A/N-I ONLY OWN PENNY (yes, that's the characters name). I'm trying really hard to keep all unoriginal characters, actually, IN character . Yes, I do get that ivy never had a kid. but guess what? TOUGH NOOGIES. like, seriously, please, PLEASE, dont irritate me and just flame. ok, thats all, enjoy
The building is ablaze. I am on the first story of my old middle school, the art room to be exact. All exits are blocked, barricaded by the flames. I scream. That's right, I was the only one there. I had to stay for three extra hours because I got in a fight with a girl. I didn't mean to. She just pushed the wrong buttons. Said bad things about my family. It wasn't my fault. Blame DNA. The flames slowly creep in on me. Flames the color of my hair. My hair I always loathed. I can't breathe.
I awaken with a gasp, as if all the air from my bedroom were drained, just moments before the alarm goes off. Three years it's been. Three years and sleep either eludes me or that night replays. My subconscious could have easily picked another memory to auto-play each night. Then again, I have a fucked up mind. Doctors tell me so. My mother tells me so.
She gave me up. I was 3, and wasn't surprised. Her heart was shriveled, cold. People laughed when they found out she was pregnant. All of them thought she was sterile. One person proved them wrong. Proved them wrong in a rage of anger upon the departure of his girlfriend. She loathed me, as much as I abhor her. Gave me to him. Thought it would destroy me. My father wasn't, and to this day, is not bad. And what happened to me was not his doing. Nor was it coincidence. It was my mother, and a few others' ideas to set me up for the future, so I could follow in his footsteps. He wasn't there, so it was perfect. He cried when they told him I was in the hospital. That they had reproduced the same exact "accident" that happened to him. I don't remember much, if you ask me now. I remember smashing mirrors. I remember cutting my long, red hair so it would be even on both sides. I remember how I felt I was becoming my father. I remember Doppleganger becoming a part of me for the first time.
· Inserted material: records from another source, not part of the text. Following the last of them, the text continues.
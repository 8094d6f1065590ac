//! MCQ Generator · backend
//!
//! - Axum HTTP API behind a single static form (./static/index.html)
//! - Upload a text file, generate multiple-choice questions with an OpenAI-compatible
//!   chat-completion endpoint, then review them question by question
//!
//! Important env variables (a `.env` file in the working directory is honored):
//!   PORT                : u16 (default 3000)
//!   OPENAI_API_KEY      : credential for the completion endpoint
//!   OPENAI_BASE_URL     : default "https://api.openai.com/v1"
//!   OPENAI_MODEL        : default "gpt-3.5-turbo"
//!   OPENAI_TIMEOUT_SECS : optional request timeout (unset = client default)
//!   AGENT_CONFIG_PATH   : path to TOML config (prompt template + completion tuning)
//!   LOG_LEVEL           : tracing filter, e.g. "debug" or full directives
//!   LOG_FORMAT          : "pretty" (default) or "json"

mod telemetry;
mod util;
mod domain;
mod config;
mod error;
mod prompt;
mod parser;
mod openai;
mod state;
mod protocol;
mod logic;
mod routes;

use std::{net::SocketAddr, sync::Arc};
use tokio::net::TcpListener;
use tracing::{info, warn};

use crate::routes::build_router;
use crate::state::AppState;

#[tokio::main]
async fn main() -> Result<(), Box<dyn std::error::Error>> {
  // Missing .env is fine; real env vars still apply.
  let dotenv_result = dotenv::dotenv();

  telemetry::init_tracing();
  if let Err(e) = dotenv_result {
    if !e.not_found() {
      warn!(target: "mcqgen_backend", error = %e, "Failed to load .env file");
    }
  }

  let state = Arc::new(AppState::new());
  let app = build_router(state);

  let addr: SocketAddr = std::env::var("PORT")
    .ok()
    .and_then(|p| p.parse::<u16>().ok())
    .map(|port| SocketAddr::from(([0, 0, 0, 0], port)))
    .unwrap_or_else(|| SocketAddr::from(([0, 0, 0, 0], 3000)));

  let listener = TcpListener::bind(addr).await?;
  info!(target: "mcqgen_backend", %addr, "HTTP server listening");
  axum::serve(listener, app)
    .with_graceful_shutdown(shutdown_signal())
    .await?;
  Ok(())
}

async fn shutdown_signal() {
  if let Err(e) = tokio::signal::ctrl_c().await {
    warn!(target: "mcqgen_backend", error = %e, "Failed to listen for shutdown signal");
    std::future::pending::<()>().await;
  }
  info!(target: "mcqgen_backend", "Shutdown signal received");
}
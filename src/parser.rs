//! Decoding the model's reply into question records.
//!
//! Accepted input is a JSON object whose `questions` key holds an array of
//! `{ "mcq", "options": {a,b,c,d}, "correct" }` objects. One surrounding Markdown code
//! fence is tolerated; any other wrapping prose is a decode error.
//!
//! A `correct` value that is not one of the option labels is passed through as-is;
//! callers can check `QuestionRecord::has_known_correct_label`.

use serde::Deserialize;
use serde_json::Value;

use crate::domain::QuestionRecord;
use crate::util::strip_code_fence;

#[derive(Debug, thiserror::Error)]
pub enum ParseError {
  #[error("model output is not valid JSON: {0}")]
  Decode(#[source] serde_json::Error),

  #[error("model output has no \"questions\" key")]
  MissingQuestions,

  #[error("\"questions\" is not an array")]
  NotAnArray,

  #[error("question {index} is malformed: {source}")]
  InvalidRecord {
    index: usize,
    #[source]
    source: serde_json::Error,
  },
}

/// Parse the raw completion text into an ordered list of questions.
pub fn parse_questions(raw: &str) -> Result<Vec<QuestionRecord>, ParseError> {
  let doc: Value = serde_json::from_str(strip_code_fence(raw)).map_err(ParseError::Decode)?;
  let questions = doc.get("questions").ok_or(ParseError::MissingQuestions)?;
  let items = questions.as_array().ok_or(ParseError::NotAnArray)?;

  items
    .iter()
    .enumerate()
    .map(|(index, item)| {
      QuestionRecord::deserialize(item).map_err(|source| ParseError::InvalidRecord { index, source })
    })
    .collect()
}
My room's not barren. There are posters and pictures. Typical of a normal teenager's room. I gathered the courage to put up a mirror a family friend (who I always looked up to as a maternal, or aunt-like figure) had given me. My bed is beside a window that overlooks the whole city. 30 stories below, I people watch. One boy, every morning at 9:00 sharp, picks up coffee from the café across the street. There's a lady in a yellow fur coat who walks these three yappy white dogs. There's a policeman. A thug. Life passes often below me. I used to create stories for everyone as a little girl. I never really had friends. The one's I did have, I lost quickly, once they found out who I was, who my parents were, where I came from.
I know for a fact that the rest of the apartment is empty. It often is. When my father is home, we don't engage much anyways. Its uncharacteristic of him to chat pleasantly over a cup of tea. I go to school, evade strange looks, come home, order a pizza for myself, do homework, and sleep. I don't resent him. He's gruff and distant, and in many ways, I am as well.
In truth, things changed once I reinvented myself.
Once I officially brought Doppleganger out.